MyBB Community Forums

Full Version: Googlebot DDOS!!
You're currently viewing a stripped down version of our content. View the full version with proper formatting.
Googlebot tried to DDOS my site in the past week, using over over 200 GB of bandwith!! Can I limit it to not browse my board so much?? It failed to take the site offline but it still used a huge amount of bandwidth!
http://www.robotstxt.org/

Disallow it access to stuff it doesn't really need to browse.
Err, err... here's what my robots.txt file has looked like for a while now and googlebot still wants to crawl da reply pages, and I see them in some search results and that makes me think it's ignoring some rules!!!

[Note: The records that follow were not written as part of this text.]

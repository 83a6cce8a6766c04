//! Logging configuration and file rotation for the wallet connectivity layer.

use std::fs::{self, File};
use std::path::Path;
use std::path::PathBuf;

use chrono::Local;
use tracing::level_filters::LevelFilter;
use tracing_appender::non_blocking::{NonBlocking, WorkerGuard};
use tracing_subscriber::{fmt, layer::SubscriberExt, util::SubscriberInitExt, EnvFilter};

use crate::error::{LoggingError, LoggingResult};

/// Prefix for archived log files.
const LOG_FILE_PREFIX: &str = "lnwallet-net.";
/// Name of the active log file.
const ACTIVE_LOG_NAME: &str = "run.log";

/// Guard that must be kept alive to ensure log flushing on shutdown.
#[derive(Debug)]
pub struct LoggingGuard {
    _worker_guard: Option<WorkerGuard>,
}

/// Configuration for logging output.
#[derive(Debug, Clone)]
pub struct LoggingConfig {
    /// Log level filter. If None, falls back to `RUST_LOG` then INFO.
    pub level: Option<LevelFilter>,
    /// Whether to output logs to console (stderr).
    pub console: bool,
    /// Optional file logging configuration.
    pub file: Option<LogFileConfig>,
}

/// Configuration for log file output.
#[derive(Debug, Clone)]
pub struct LogFileConfig {
    /// Directory where log files will be stored.
    pub log_dir: PathBuf,
    /// Maximum number of archived log files to keep.
    pub max_files: usize,
}

/// Initialize console-only logging with the given level.
pub fn init_console_logging(level: LevelFilter) -> LoggingResult<LoggingGuard> {
    init_logging(LoggingConfig {
        level: Some(level),
        console: true,
        file: None,
    })
}

/// Initialize logging with the given configuration.
///
/// Returns a [`LoggingGuard`] that must be kept alive for the duration of
/// the application; dropping it flushes buffered entries. If neither
/// console nor file output is enabled, tracing macros become no-ops.
pub fn init_logging(config: LoggingConfig) -> LoggingResult<LoggingGuard> {
    if !config.console && config.file.is_none() {
        return Ok(LoggingGuard {
            _worker_guard: None,
        });
    }

    let env_filter = match config.level {
        Some(level) => EnvFilter::new(level.to_string()),
        None => EnvFilter::try_from_default_env()
            .unwrap_or_else(|_| EnvFilter::new(LevelFilter::INFO.to_string())),
    };

    let (file_layer, guard) = if let Some(ref file_config) = config.file {
        let (non_blocking, guard) = setup_file_logging(file_config)?;
        let layer = fmt::layer().with_target(true).with_ansi(false).with_writer(non_blocking);
        (Some(layer), Some(guard))
    } else {
        (None, None)
    };

    let console_layer = if config.console {
        Some(fmt::layer().with_target(true).with_writer(std::io::stderr))
    } else {
        None
    };

    tracing_subscriber::registry()
        .with(env_filter)
        .with(file_layer)
        .with(console_layer)
        .try_init()
        .map_err(|e| LoggingError::Subscriber(e.to_string()))?;

    Ok(LoggingGuard {
        _worker_guard: guard,
    })
}

/// Archive the previous run's log, prune old archives, and open a fresh
/// non-blocking writer for the active log file.
fn setup_file_logging(config: &LogFileConfig) -> LoggingResult<(NonBlocking, WorkerGuard)> {
    fs::create_dir_all(&config.log_dir)?;

    let active = config.log_dir.join(ACTIVE_LOG_NAME);
    if active.exists() {
        let stamp = Local::now().format("%Y%m%d-%H%M%S");
        let archived = config.log_dir.join(format!("{}{}.log", LOG_FILE_PREFIX, stamp));
        fs::rename(&active, &archived)?;
    }

    prune_archives(&config.log_dir, config.max_files)?;

    let file = File::create(&active)?;
    let (non_blocking, guard) = tracing_appender::non_blocking(file);
    Ok((non_blocking, guard))
}

/// Remove the oldest archived logs so at most `max_files` remain.
fn prune_archives(log_dir: &Path, max_files: usize) -> LoggingResult<()> {
    let mut archives: Vec<PathBuf> = fs::read_dir(log_dir)?
        .filter_map(|entry| entry.ok())
        .map(|entry| entry.path())
        .filter(|path| {
            path.file_name()
                .and_then(|name| name.to_str())
                .map(|name| name.starts_with(LOG_FILE_PREFIX))
                .unwrap_or(false)
        })
        .collect();

    if archives.len() <= max_files {
        return Ok(());
    }

    // Archive names embed the timestamp, so lexicographic order is age order.
    archives.sort();
    let excess = archives.len() - max_files;
    for path in archives.into_iter().take(excess) {
        if let Err(e) = fs::remove_file(&path) {
            tracing::warn!("Failed to prune archived log {}: {}", path.display(), e);
        }
    }

    Ok(())
}

#[cfg(test)]
mod tests {
    use super::*;

    #[test]
    fn test_prune_keeps_newest_archives() {
        let dir = std::env::temp_dir().join(format!("lnwallet-net-logs-{}", std::process::id()));
        fs::create_dir_all(&dir).unwrap();

        for i in 0..5 {
            let name = dir.join(format!("{}20240101-00000{}.log", LOG_FILE_PREFIX, i));
            fs::write(name, b"x").unwrap();
        }

        prune_archives(&dir, 2).unwrap();

        let remaining: Vec<_> = fs::read_dir(&dir).unwrap().filter_map(|e| e.ok()).collect();
        assert_eq!(remaining.len(), 2);

        fs::remove_dir_all(&dir).unwrap();
    }

    #[test]
    fn test_disabled_logging_returns_inert_guard() {
        let guard = init_logging(LoggingConfig {
            level: None,
            console: false,
            file: None,
        });
        assert!(guard.is_ok());
    }
}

Sitemap: http://vgchat.info/sitemap-index.xml

User-Agent: *
Disallow: /captcha.php
Disallow: /editpost.php
Disallow: /misc.php
Disallow: /modcp.php
Disallow: /moderation.php
Disallow: /newreply.php
Disallow: /newthrad.php
Disallow: /online.php
Disallow: /printthread.php
Disallow: /private.php
Disallow: /ratethread.php
Disallow: /report.php
Disallow: /reputation.php
Disallow: /sendthread.php
Disallow: /task.php
Disallow: /usercp.php
Disallow: /usercp2.php
Disallow: /calendar.php
Disallow: /*action=emailuser*
Disallow: /*action=nextnewest*
Disallow: /*action=nextoldest*
Disallow: /*action=emailuser*
Disallow: /*year=*
Disallow: /*action=weekview*
Disallow: /*action=nextnewest*
Disallow: /*action=nextoldest*
Disallow: /*sort=*
Disallow: /*order=*
Disallow: /*mode=*

Er according to the online list activity the google adsense bot grabs a thread and then the regular googlebot goes after that same thread within seconds!! [Image: EEK.GIF][Image: EEK.GIF]

according to awstats here's its visits

Googlebot	194425+260	2506.29 MB	13 Aug 2009 - 17:13
In the Google Webmaster Tools, you can set a custom crawl rate for the GoogleBot.

Quote:Googlebot 194425+260 2506.29 MB 13 Aug 2009 - 17:13

Well, as Googlebot browses your site, naturally it also causes transfer... but that's wanted bandwidth really as it helps making your site more popular and easier to find.

If you see a lot of bandwidth being wasted on someone, check that you don't have huge files / attachments (which you can block with robots.txt) or (in case of PHP) buggy PHP code that produces endless amounts of output (which you should remove / fix). Google is usually the first thing that hits on such issues because Google is the only thing that blindly follows every link it can find and keep trying to download it - whereas a normal user would at some point press the stop button Wink
Well if it's going to keep indexing reply pages regardless, is there any way I can optimize it?

http://74.125.93.132/search?q=cache:fqWp...ceweasel-a
the cache you linked is dated July 23rd 2009, so it's almost a month old. maybe your robots.txt was not in place back then? are there any more recent newreply.php pages?

Your robots.txt is missing an "Allow: /" in the last line, maybe that's causing some sort of issue?

Google Webmaster Tools lets you test URLs against your robots.txt, check if it says disallowed for any newreply link.